Contingent Payroll and Other Tax Liabilities

In May and June 2006, we acquired operating assets for a number of temporary staffing stores.  The entities that owned and operated these stores received stock in consideration of the transaction.  As operating businesses prior to our acquisition, each entity incurred obligations for payroll withholding taxes, workers’ compensation insurance fund taxes, and other liabilities.  We structured the acquisition as an asset purchase and agreed to assume only the liability for each entity’s accounts receivable financing line of credit.  We also obtained representations that liabilities for payroll taxes and other liabilities not assumed by the Company would be paid by the entities and in each case those entities are contractually committed to indemnify and hold harmless the Company from unassumed liabilities.

Since the acquisitions, it has come to our attention that certain tax obligations incurred on operations prior to our acquisitions have not been paid.  The entities that sold us the assets (the “selling entities”) are primarily liable for these obligations.  The owners of the entities may also be liable.  In most cases, the entities were owned or controlled by Glenn Welstad, our CEO.
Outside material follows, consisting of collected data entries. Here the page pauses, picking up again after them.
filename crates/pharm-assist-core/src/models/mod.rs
//! Domain models for the pharmacy assistant.

mod drug;
mod order;

pub use drug::*;
pub use order::*;
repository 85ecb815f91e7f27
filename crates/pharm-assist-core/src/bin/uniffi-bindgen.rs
fn main() {
    uniffi::uniffi_bindgen_main()
}
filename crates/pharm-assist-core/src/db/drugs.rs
//! Drug catalog operations.

use rusqlite::{params, OptionalExtension, Row};

use super::{Database, DbError, DbResult};
use crate::models::{normalize_drug_name, Drug, DrugRecord};

impl Database {
    /// Add a drug to the catalog, returning its store-assigned id.
    pub fn insert_drug(&self, record: &DrugRecord) -> DbResult<i64> {
        self.conn.execute(
            r#"
            INSERT INTO drugs (name, brand, quantity, expiry_date, price_per_unit)
            VALUES (?1, ?2, ?3, ?4, ?5)
            "#,
            params![
                record.name,
                record.brand,
                record.quantity,
                record.expiry_date,
                record.price_per_unit,
            ],
        )?;
        Ok(self.conn.last_insert_rowid())
    }

    /// Resolve a drug name to its id, ignoring case and whitespace.
    ///
    /// Fails with `NotFound` when nothing matches and `AmbiguousName` when
    /// more than one drug normalizes to the same name.
    pub fn find_drug_id(&self, name: &str) -> DbResult<i64> {
        let wanted = normalize_drug_name(name);

        let mut stmt = self.conn.prepare("SELECT id, name FROM drugs ORDER BY id")?;
        let rows = stmt.query_map([], |row| {
            Ok((row.get::<_, i64>(0)?, row.get::<_, String>(1)?))
        })?;

        let mut ids = Vec::new();
        for row in rows {
            let (id, drug_name) = row?;
            if normalize_drug_name(&drug_name) == wanted {
                ids.push(id);
            }
        }

        match ids.len() {
            0 => Err(DbError::NotFound(format!("Drug '{}'", name))),
            1 => Ok(ids[0]),
            _ => Err(DbError::AmbiguousName {
                name: name.to_string(),
                ids,
            }),
        }
    }

    /// Current stock for a drug id.
    pub fn get_stock(&self, drug_id: i64) -> DbResult<i64> {
        self.conn
            .query_row(
                "SELECT quantity FROM drugs WHERE id = ?",
                [drug_id],
                |row| row.get(0),
            )
            .optional()?
            .ok_or_else(|| DbError::NotFound(format!("No quantity entry for drug ID {}", drug_id)))
    }

    /// Subtract `quantity` from a drug's stock.
    ///
    /// No floor is applied: the caller must have checked stock first, or the
    /// quantity goes negative. Returns whether a row was updated.
    pub fn decrement_stock(&self, drug_id: i64, quantity: i64) -> DbResult<bool> {
        let rows_affected = self.conn.execute(
            "UPDATE drugs SET quantity = quantity - ?1 WHERE id = ?2",
            params![quantity, drug_id],
        )?;
        Ok(rows_affected > 0)
    }

    /// Inventory panel fields for one drug.
    pub fn get_drug_record(&self, drug_id: i64) -> DbResult<Option<DrugRecord>> {
        let drug = self
            .conn
            .query_row(
                r#"
                SELECT id, name, brand, quantity, expiry_date, price_per_unit
                FROM drugs
                WHERE id = ?
                "#,
                [drug_id],
                drug_from_row,
            )
            .optional()?;

        Ok(drug.map(DrugRecord::from))
    }

    /// Full drug rows, ordered by id.
    pub fn list_drugs(&self) -> DbResult<Vec<Drug>> {
        let mut stmt = self.conn.prepare(
            r#"
            SELECT id, name, brand, quantity, expiry_date, price_per_unit
            FROM drugs
            ORDER BY id
            "#,
        )?;
        let rows = stmt.query_map([], drug_from_row)?;

        let mut drugs = Vec::new();
        for row in rows {
            drugs.push(row?);
        }
        Ok(drugs)
    }

    /// Every drug as an inventory panel row, in insertion order.
    pub fn list_all_drugs(&self) -> DbResult<Vec<DrugRecord>> {
        Ok(self
            .list_drugs()?
            .into_iter()
            .map(DrugRecord::from)
            .collect())
    }
}

fn drug_from_row(row: &Row<'_>) -> rusqlite::Result<Drug> {
    Ok(Drug {
        id: row.get(0)?,
        name: row.get(1)?,
        brand: row.get(2)?,
        quantity: row.get(3)?,
        expiry_date: row.get(4)?,
        price_per_unit: row.get(5)?,
    })
}

#[cfg(test)]
mod tests {
    use super::*;

    fn setup_db() -> Database {
        Database::open_in_memory().unwrap()
    }

    #[test]
    fn test_insert_and_get_record() {
        let db = setup_db();
        let record = DrugRecord::new("Paracetamol", 10)
            .with_brand("Panadol")
            .with_expiry("2027-03-01")
            .with_price(0.5);

        let id = db.insert_drug(&record).unwrap();
        assert_eq!(db.get_drug_record(id).unwrap(), Some(record));
        assert_eq!(db.get_drug_record(id + 100).unwrap(), None);
    }

    #[test]
    fn test_find_drug_id_ignores_case_and_spaces() {
        let db = setup_db();
        let id = db.insert_drug(&DrugRecord::new("Paracetamol", 10)).unwrap();

        assert_eq!(db.find_drug_id("Paracetamol").unwrap(), id);
        assert_eq!(db.find_drug_id("paracetamol").unwrap(), id);
        assert_eq!(db.find_drug_id("Para cetamol").unwrap(), id);
        assert_eq!(db.find_drug_id(" PARACETAMOL ").unwrap(), id);
    }

    #[test]
    fn test_find_drug_id_not_found() {
        let db = setup_db();
        db.insert_drug(&DrugRecord::new("Paracetamol", 10)).unwrap();

        assert!(matches!(
            db.find_drug_id("Ibuprofen"),
            Err(DbError::NotFound(_))
        ));
    }

    #[test]
    fn test_find_drug_id_ambiguous() {
        let db = setup_db();
        let a = db.insert_drug(&DrugRecord::new("Amoxicillin", 5)).unwrap();
        let b = db.insert_drug(&DrugRecord::new("Amoxi cillin", 8)).unwrap();

        match db.find_drug_id("amoxicillin") {
            Err(DbError::AmbiguousName { ids, .. }) => assert_eq!(ids, vec![a, b]),
            other => panic!("expected ambiguity, got {:?}", other),
        }
    }

    #[test]
    fn test_get_stock() {
        let db = setup_db();
        let id = db.insert_drug(&DrugRecord::new("Cetirizine", 30)).unwrap();

        assert_eq!(db.get_stock(id).unwrap(), 30);
        assert!(matches!(db.get_stock(id + 1), Err(DbError::NotFound(_))));
    }

    #[test]
    fn test_decrement_stock_has_no_floor() {
        let db = setup_db();
        let id = db.insert_drug(&DrugRecord::new("Cetirizine", 3)).unwrap();

        assert!(db.decrement_stock(id, 5).unwrap());
        assert_eq!(db.get_stock(id).unwrap(), -2);
        assert!(!db.decrement_stock(id + 1, 1).unwrap());
    }

    #[test]
    fn test_list_all_drugs_in_insertion_order() {
        let db = setup_db();
        db.insert_drug(&DrugRecord::new("Zinc", 1)).unwrap();
        db.insert_drug(&DrugRecord::new("Aspirin", 2)).unwrap();

        let names: Vec<String> = db
            .list_all_drugs()
            .unwrap()
            .into_iter()
            .map(|d| d.name)
            .collect();
        assert_eq!(names, vec!["Zinc", "Aspirin"]);
    }
}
Based on the information currently available, we estimate that the total state payroll and other tax liabilities owed by the selling entities is between $400,000 and $600,000 and that total payroll taxes due to the Internal Revenue Service are between $500,000 and $600,000.  Our outside legal counsel has advised us that the potential for successor liability on the IRS claims is remote.

We have not accrued any amounts for these contingent payroll and other tax liabilities at September 25, 2009.  The Asset Purchase Agreement governing these transactions requires that the selling entities indemnify us for any liabilities or claims we incur as a result of these predecessor tax liabilities.  We have also secured the indemnification agreement of Glenn Welstad with a pledge of our common stock.   We believe the selling entities and their principals have adequate resources to meet these obligations and have indicated through their actions to date that they fully intend to pay the amounts due.  We understand that the responsible parties have entered into payment agreements on many of the tax obligations.

 
10-Q
Page 13

 

Command Center, Inc.
Notes to Financial Statements

NOTE 10 - COMMITMENTS AND CONTINGENCIES, Continued:


Operating Leases

The Company leases store facilities, vehicles and equipment.  Most of our store leases have terms that extend over three to five years.  Some of the leases have cancellation provisions that allow us to cancel on ninety day notice, and some of the leases have been in existence long enough that the term has expired and we are currently occupying the premises on month-to-month tenancies.

Leases on closed stores

Over the last twelve months, the Company has closed a number of stores in response to economic conditions and a general downturn in business opportunities in certain markets.  Management continued to evaluate opportunities in those markets and held out hope for a recovery that would allow us to reopen the closed stores.  During the first quarter, management assessed the likelihood of reopening the closed stores in the next twelve months as remote.  As a result, we began negotiating with landlords for termination of the closed store leases.  We are also seeking replacement tenants for the properties and are considering other options to reduce the lease obligations on the closed stores.  With the determination that store re-openings are unlikely, we had recorded a reserve for closed store leases totaling $300,000, during 1st quarter 2009.  This amount represents Management’s best estimate of the amounts we are likely to pay in settlement of the outstanding lease obligations on the closed stores.  Total lease obligations on closed stores at June 26, 2009 were approximately $1,000,000 if all leases went to term, no subtenants were found, and no rent concessions were obtained from the landlords.  We believe it is likely that many of the properties will be sublet and rent concessions will be available on many of the properties and that a significant portion of the closed store rents will ultimately not be paid by the Company.  Total closed store lease obligation at September 25, 2009 was $715,000. In the third quarter 2009, management increased the closed store lease reserve to $350,000 under the assumption that the near term real estate market continues to be highly unpredictable and subleasing or disposition of closed store leases remains a significant challenge.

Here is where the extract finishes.